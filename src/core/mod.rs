//! Core logic for bulkwriter.
//!
//! # Modules
//!
//! - [`bulk`] - Bulk write orchestration: admission, retries and flush
//!
//! # Example
//!
//! ```rust,no_run
//! use bulkwriter::adapters::DryRunExecutor;
//! use bulkwriter::config::BulkConfig;
//! use bulkwriter::core::bulk::{BulkWriter, ItemOperation, OperationContext};
//! use serde_json::json;
//! use std::sync::Arc;
//!
//! # async fn example() -> Result<(), Box<dyn std::error::Error>> {
//! let writer = BulkWriter::new(Arc::new(DryRunExecutor::default()), &BulkConfig::default());
//!
//! for i in 0..100 {
//!     let id = format!("doc-{i}");
//!     let doc = json!({"id": id, "pk": "tenant-a"});
//!     let context = OperationContext::new(id, "nightly-import")?;
//!     writer
//!         .schedule_write(ItemOperation::upsert("tenant-a", doc.clone(), context), doc)
//!         .await?;
//! }
//!
//! let written = writer.flush().await;
//! println!("Written: {}", written.len());
//! println!("Failed: {}", writer.failures().len());
//! # Ok(())
//! # }
//! ```

pub mod bulk;
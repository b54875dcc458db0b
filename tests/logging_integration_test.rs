//! Integration tests for logging functionality

use bulkwriter::config::LoggingConfig;
use bulkwriter::logging::{init_logging, parse_log_level};
use tempfile::TempDir;

#[test]
fn test_logging_config_default() {
    let config = LoggingConfig::default();
    assert!(config.local_enabled);
    assert_eq!(config.local_path, "./logs");
    assert_eq!(config.local_rotation, "daily");
}

#[test]
fn test_parse_log_level_rejects_unknown() {
    assert!(parse_log_level("info").is_ok());
    assert!(parse_log_level("chatty").is_err());
}

// The global subscriber can only be installed once per process, so this is
// the only test in this file that calls init_logging.
#[test]
fn test_init_logging_creates_directory() {
    let temp_dir = TempDir::new().unwrap();
    let log_path = temp_dir.path().join("logs");

    let config = LoggingConfig {
        local_enabled: true,
        local_path: log_path.to_string_lossy().to_string(),
        local_rotation: "never".to_string(),
    };

    let guard = init_logging("debug", &config).expect("Failed to initialize logging");
    assert!(guard.has_file_output());
    assert!(log_path.exists());

    bulkwriter::log_retry_attempt!("doc-1", 1u32, 25u64, "status 429");
    bulkwriter::log_flush_progress!(uuid::Uuid::new_v4(), 2u64, vec!["doc-1".to_string()]);
}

::::

▶ **INSTRUCTIONS TO FOLLOW**:
Say, as a bare number, how many lines of the data hold the string "json".

▶ **OUTPUT**:
2